Les saints ont tous marché plus ou moins dans cette voie, et ceux dont l'œuvre a été la plus durable, sont ceux qui y ont marché plus parfaitement, ceux qui s'en sont le plus rapprochés et qui se sont rapprochés en même temps davantage de Notre-Seigneur, qui se sont rendus plus conformes à son image. Car c'est comme cela qu'était Notre-Seigneur: il était de ce caractère-là. Apportons donc un grand respect à chaque volonté divine, une grande attention à chaque ordre ou permission de Dieu, acceptons, agréons tout ce qui nous arrive de fâcheux, non seulement parce que nous ne pouvons pas faire autrement, mais parce que Jésus “au lieu de la joie qui lui était proposée, endura une croix, dont il méprisa l’infamie” (He 12:2).

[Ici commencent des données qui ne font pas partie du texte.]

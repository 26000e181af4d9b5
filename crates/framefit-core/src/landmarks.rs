//! 68-point facial landmark contract.
//!
//! The index layout is a hard external contract shared with the upstream
//! landmark detector: 0-16 jaw outline, 17-21 left brow, 22-26 right brow,
//! 27-35 nose, 36-41 left eye, 42-47 right eye, 48-67 mouth. Reordering any
//! of these breaks every downstream ratio.

use crate::types::Point;
use serde::{Deserialize, Serialize};
use thiserror::Error;

/// Number of points in a canonical landmark set.
pub const LANDMARK_COUNT: usize = 68;

/// Named landmark indices used by feature extraction.
pub mod indices {
    /// Left end of the jaw outline (cheekbone-level proxy).
    pub const JAW_LEFT: usize = 0;
    /// Right end of the jaw outline.
    pub const JAW_RIGHT: usize = 16;
    /// Left gonion (jaw-angle proxy).
    pub const GONION_LEFT: usize = 4;
    /// Right gonion.
    pub const GONION_RIGHT: usize = 12;
    /// Left edge of the chin curve.
    pub const CHIN_LEFT: usize = 6;
    /// Right edge of the chin curve.
    pub const CHIN_RIGHT: usize = 10;
    /// Chin tip.
    pub const CHIN_TIP: usize = 8;
    /// Bottom of the nose, boundary between mid and lower face.
    pub const NOSE_BOTTOM: usize = 33;
    /// Left eye, outer corner.
    pub const LEFT_EYE_OUTER: usize = 36;
    /// Left eye, inner corner.
    pub const LEFT_EYE_INNER: usize = 39;
    /// Right eye, inner corner.
    pub const RIGHT_EYE_INNER: usize = 42;
    /// Right eye, outer corner.
    pub const RIGHT_EYE_OUTER: usize = 45;
}

#[derive(Error, Debug)]
pub enum LandmarkError {
    #[error("expected {expected} landmark points, got {got}")]
    WrongPointCount { expected: usize, got: usize },
    #[error("landmark {index} has a non-finite coordinate")]
    NonFiniteCoordinate { index: usize },
}

/// An ordered set of exactly 68 facial landmarks from the external detector.
///
/// Immutable once constructed. Construction validates the contract (point
/// count, finite coordinates); everything downstream may index freely.
#[derive(Debug, Clone, Serialize, Deserialize)]
#[serde(try_from = "Vec<Point>", into = "Vec<Point>")]
pub struct LandmarkSet {
    points: Vec<Point>,
}

impl LandmarkSet {
    /// Build a landmark set from detector output, validating the contract.
    pub fn from_points(points: Vec<Point>) -> Result<Self, LandmarkError> {
        if points.len() != LANDMARK_COUNT {
            return Err(LandmarkError::WrongPointCount {
                expected: LANDMARK_COUNT,
                got: points.len(),
            });
        }
        for (index, p) in points.iter().enumerate() {
            if !p.x.is_finite() || !p.y.is_finite() {
                return Err(LandmarkError::NonFiniteCoordinate { index });
            }
        }
        Ok(Self { points })
    }

    /// Build a landmark set from raw `(x, y)` pairs.
    pub fn from_pairs(pairs: &[(f32, f32)]) -> Result<Self, LandmarkError> {
        Self::from_points(pairs.iter().map(|&(x, y)| Point::new(x, y)).collect())
    }

    /// The landmark at a canonical index. Panics on out-of-range indices;
    /// valid indices are guaranteed by construction.
    pub fn point(&self, index: usize) -> Point {
        self.points[index]
    }

    pub fn points(&self) -> &[Point] {
        &self.points
    }
}

impl TryFrom<Vec<Point>> for LandmarkSet {
    type Error = LandmarkError;

    fn try_from(points: Vec<Point>) -> Result<Self, Self::Error> {
        Self::from_points(points)
    }
}

impl From<LandmarkSet> for Vec<Point> {
    fn from(set: LandmarkSet) -> Self {
        set.points
    }
}

#[cfg(test)]
pub(crate) mod test_support {
    use super::{LandmarkSet, LANDMARK_COUNT};
    use crate::landmarks::indices;
    use crate::types::Point;

    /// Landmark set with controlled geometry. Only the overridden indices are
    /// meaningful; the rest sit at a filler position.
    pub(crate) fn synthetic_landmarks(overrides: &[(usize, (f32, f32))]) -> LandmarkSet {
        let mut points = vec![Point::new(50.0, 50.0); LANDMARK_COUNT];
        for &(idx, (x, y)) in overrides {
            points[idx] = Point::new(x, y);
        }
        LandmarkSet::from_points(points).unwrap()
    }

    /// A square-jawed face: jaw nearly as wide as the cheekbones, flat chin,
    /// short vertical span. Extracted ratios land near
    /// `[1.25, 0.92, 0.65, 1.05]`.
    pub(crate) fn square_face_overrides() -> Vec<(usize, (f32, f32))> {
        vec![
            (indices::JAW_LEFT, (0.0, 0.0)),
            (indices::JAW_RIGHT, (100.0, 0.0)),
            (indices::GONION_LEFT, (4.0, 40.0)),
            (indices::GONION_RIGHT, (96.0, 40.0)),
            (indices::CHIN_LEFT, (20.0, 70.0)),
            (indices::CHIN_RIGHT, (80.0, 70.0)),
            (indices::CHIN_TIP, (50.0, 87.0)),
            (indices::NOSE_BOTTOM, (50.0, 47.5)),
            (indices::LEFT_EYE_OUTER, (20.0, 10.0)),
            (indices::LEFT_EYE_INNER, (36.0, 10.0)),
            (indices::RIGHT_EYE_INNER, (64.0, 10.0)),
            (indices::RIGHT_EYE_OUTER, (80.0, 10.0)),
        ]
    }
}
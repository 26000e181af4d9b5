use framefit_core::DEFAULT_K;
use std::path::PathBuf;

/// CLI configuration, loaded from environment variables.
///
/// Command-line flags override these values.
pub struct Config {
    /// Number of neighbors consulted per classification (default: 3).
    pub k: usize,
    /// Optional dataset bundle path replacing the built-in reference set.
    pub dataset: Option<PathBuf>,
}

impl Config {
    /// Load configuration from `FRAMEFIT_*` environment variables with defaults.
    pub fn from_env() -> Self {
        Self {
            k: env_usize("FRAMEFIT_K", DEFAULT_K),
            dataset: std::env::var("FRAMEFIT_DATASET").ok().map(PathBuf::from),
        }
    }
}

fn env_usize(key: &str, default: usize) -> usize {
    std::env::var(key)
        .ok()
        .and_then(|v| v.parse().ok())
        .unwrap_or(default)
}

Je crois que si nous commencions ainsi notre année, nous pourrions poser des bases solides à l'efficacité de notre ministère quel qu'il soit. Que ce soit le ministère de la parole, celui de la classe ou celui du travail des mains, partout il y a la souffrance, partout le sacrifice. Nous nous en tiendrons là pour ce matin. Je voudrais bien appuyer toute votre année là-dessus: “Au lieu de la joie qui lui était proposée, [Jésus] endura une croix, dont il méprisa l’infamie” (He 12:2). Le cœur en avant, joyeux en toute chose, parce que partout nous trouvons le bon plaisir de Dieu, et que le prochain s'en ressente. Ce ne sera pas sans doute le prochain qui nous apportera cette joie-là mais notre bonne volonté.